Imagine, for example, that two weeks after a horrible argument, you are sitting on a warm sandy beach with your loved one. A journalist arrives and asks if you would like to answer a few questions for his article on honeymoon couples. You shyly shake your head and tell him you’re not on your honeymoon.
” I got screwed! “He exclaims. “You seem to know the secret of a happy relationship. Would you like to share? How would you answer him?
Would you mention the argument you had two weeks earlier to correct his erroneous assumption? “Oh no, we are not perfect. We argue, like everyone else. “
Or would you completely forget that you had an argument? “Yes, that’s right, we know a lot about happiness”.
After all, this reporter thinks that you are the perfect representation of the happy couple. Happy couples don’t argue. So whatever might have happened two weeks ago, it was bound to be a bad time in your overall happy relationship.
We revisit the past according to how we feel at the moment.
You can fully observe this trend after a breakup. When a couple separates, you often hear each of them explain to you in detail that they knew from the start that it was not going to work: “But I ignored all the warning signs because I l ‘loved so much’.
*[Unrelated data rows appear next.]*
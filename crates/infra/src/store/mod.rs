//! Transactional persistence boundary.
//!
//! The engine never talks to a database directly; it goes through [`Store`]
//! (reads and transaction begin) and [`StoreTx`] (row writes and the atomic
//! stock increment inside one transaction scope).
//!
//! ## Contract
//!
//! - `StoreTx::increment_stock` is a single atomic read-modify-write on the
//!   stored quantity: `qty := qty + delta` only if `qty + delta >= at_least`.
//!   Two concurrent increments on the same product never lose one another.
//! - Nothing written through a `StoreTx` is visible to readers before `commit`
//!   succeeds, and everything becomes visible at once.
//! - Dropping a `StoreTx` without committing rolls it back.
//! - Inserts never silently ignore conflicts: an existing identity is reported
//!   as [`StoreError::Duplicate`].

pub mod in_memory;
pub mod postgres;

pub use in_memory::InMemoryStore;
pub use postgres::PostgresStore;

use async_trait::async_trait;
use chrono::{DateTime, Utc};
use thiserror::Error;

use storeops_core::{ProductId, SaleId, SupplyId};
use storeops_products::Product;
use storeops_purchasing::{Supply, SupplyItem};
use storeops_sales::Sale;

/// Persistence collaborator error.
///
/// These are **infrastructure errors** as opposed to domain errors (validation,
/// invariants). The engine maps them onto its public taxonomy.
#[derive(Debug, Clone, PartialEq, Eq, Error)]
pub enum StoreError {
    #[error("{entity} {id} not found")]
    NotFound { entity: &'static str, id: String },

    /// The increment predicate rejected the delta; the stored value is unchanged.
    #[error("stock predicate violated for product {product_id}: current {current}, delta {delta}")]
    PredicateViolated {
        product_id: ProductId,
        current: i64,
        delta: i64,
    },

    #[error("duplicate {entity}: {id}")]
    Duplicate { entity: &'static str, id: String },

    /// Serialization failure, deadlock or similar; safe to retry.
    #[error("transaction conflict: {0}")]
    Conflict(String),

    #[error("store timeout: {0}")]
    Timeout(String),

    #[error("store unavailable: {0}")]
    Unavailable(String),

    #[error("store backend error: {0}")]
    Backend(String),
}

impl StoreError {
    pub fn not_found(entity: &'static str, id: impl ToString) -> Self {
        Self::NotFound {
            entity,
            id: id.to_string(),
        }
    }

    pub fn duplicate(entity: &'static str, id: impl ToString) -> Self {
        Self::Duplicate {
            entity,
            id: id.to_string(),
        }
    }
}

/// Read access plus transaction begin.
///
/// Reads outside a transaction see only committed state; they take no locks
/// that could block writers.
#[async_trait]
pub trait Store: Send + Sync {
    /// Open a new transaction scope.
    async fn begin(&self) -> Result<Box<dyn StoreTx>, StoreError>;

    async fn get_product(&self, id: ProductId) -> Result<Option<Product>, StoreError>;

    /// All products, ordered by identity.
    async fn list_products(&self) -> Result<Vec<Product>, StoreError>;

    async fn get_sale(&self, id: SaleId) -> Result<Option<Sale>, StoreError>;

    /// Sales with `from <= sale_date < until`, ordered by sale date then identity.
    async fn sales_between(
        &self,
        from: DateTime<Utc>,
        until: DateTime<Utc>,
    ) -> Result<Vec<Sale>, StoreError>;

    /// Supply header with its items attached in line order.
    async fn get_supply(&self, id: SupplyId) -> Result<Option<Supply>, StoreError>;
}

/// One transaction scope.
///
/// After `commit` or `rollback` the scope is finished and every further call
/// fails with [`StoreError::Backend`].
#[async_trait]
pub trait StoreTx: Send {
    /// Read a product as seen from inside this transaction (own writes included).
    async fn get_product(&mut self, id: ProductId) -> Result<Option<Product>, StoreError>;

    async fn insert_product(&mut self, product: &Product) -> Result<(), StoreError>;

    /// Update catalog attributes. The stored quantity is never written here.
    async fn update_product_details(&mut self, product: &Product) -> Result<(), StoreError>;

    /// Atomically add `delta` to the product's quantity if the result is `>= at_least`.
    ///
    /// Returns the new quantity. Fails with [`StoreError::NotFound`] for an unknown
    /// product and [`StoreError::PredicateViolated`] if the predicate rejects the
    /// result (stored value unchanged).
    async fn increment_stock(
        &mut self,
        id: ProductId,
        delta: i64,
        at_least: i64,
    ) -> Result<i64, StoreError>;

    async fn insert_sale(&mut self, sale: &Sale) -> Result<(), StoreError>;

    /// Insert the supply header only; items go through `insert_supply_item`.
    async fn insert_supply(&mut self, supply: &Supply) -> Result<(), StoreError>;

    async fn insert_supply_item(&mut self, item: &SupplyItem) -> Result<(), StoreError>;

    async fn commit(&mut self) -> Result<(), StoreError>;

    async fn rollback(&mut self) -> Result<(), StoreError>;
}

pub(crate) fn finished_error() -> StoreError {
    StoreError::Backend("transaction already finished".to_string())
}
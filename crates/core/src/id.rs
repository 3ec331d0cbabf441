//! Strongly-typed identifiers used across the domain.

use core::str::FromStr;
use serde::{Deserialize, Serialize};
use uuid::Uuid;

use crate::error::DomainError;

macro_rules! uuid_newtype {
    ($(#[$meta:meta])* $t:ident, $name:literal) => {
        $(#[$meta])*
        #[derive(
            Debug, Copy, Clone, PartialEq, Eq, PartialOrd, Ord, Hash, Serialize, Deserialize,
        )]
        #[serde(transparent)]
        pub struct $t(Uuid);

        impl $t {
            /// Create a new identifier.
            ///
            /// Uses UUIDv7 (time-ordered), so identity order follows creation order.
            pub fn new() -> Self {
                Self(Uuid::now_v7())
            }

            pub fn from_uuid(uuid: Uuid) -> Self {
                Self(uuid)
            }

            pub fn as_uuid(&self) -> &Uuid {
                &self.0
            }
        }

        impl core::fmt::Display for $t {
            fn fmt(&self, f: &mut core::fmt::Formatter<'_>) -> core::fmt::Result {
                core::fmt::Display::fmt(&self.0, f)
            }
        }

        impl From<Uuid> for $t {
            fn from(value: Uuid) -> Self {
                Self(value)
            }
        }

        impl From<$t> for Uuid {
            fn from(value: $t) -> Self {
                value.0
            }
        }

        impl FromStr for $t {
            type Err = DomainError;

            fn from_str(s: &str) -> Result<Self, Self::Err> {
                let uuid = Uuid::from_str(s)
                    .map_err(|e| DomainError::invalid_id(format!("{}: {}", $name, e)))?;
                Ok(Self(uuid))
            }
        }
    };
}

uuid_newtype!(
    /// Identifier of a catalog product.
    ProductId,
    "ProductId"
);
uuid_newtype!(
    /// Identifier of a recorded sale.
    SaleId,
    "SaleId"
);
uuid_newtype!(
    /// Identifier of a supply (delivery) header.
    SupplyId,
    "SupplyId"
);
uuid_newtype!(
    /// Identifier of one line of a supply.
    SupplyItemId,
    "SupplyItemId"
);
uuid_newtype!(SupplierId, "SupplierId");
uuid_newtype!(DepartmentId, "DepartmentId");
uuid_newtype!(
    /// Identifier of a user (cashier, manager, admin).
    UserId,
    "UserId"
);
(Ok, this is the first time you’ve heard of these warning signs, but let’s move on.)
It is often not until these strong emotions have subsided (perhaps a few weeks or even a few years later) that separated couples can speak objectively about their relationship: ” Yes, there were bad times, but there were also good times ”.
Knowing this, you might find it easier to forgive an ex for everything he told you after your breakup. Everything he said about “never having really loved you anyway” is not necessarily true. He might just be reinterpreting the past based on the pain he feels in the present.
You could also avoid asking your partner how it is that they love you when they are in a bad mood. The worse it feels, the less likely it will give you the answer you expect.
Our mood matters. It represents how we predict the future and how we explain the past.
This is just another example of how our mind likes to play tricks on us. Fortunately, now that you know the truth, you will not be fooled!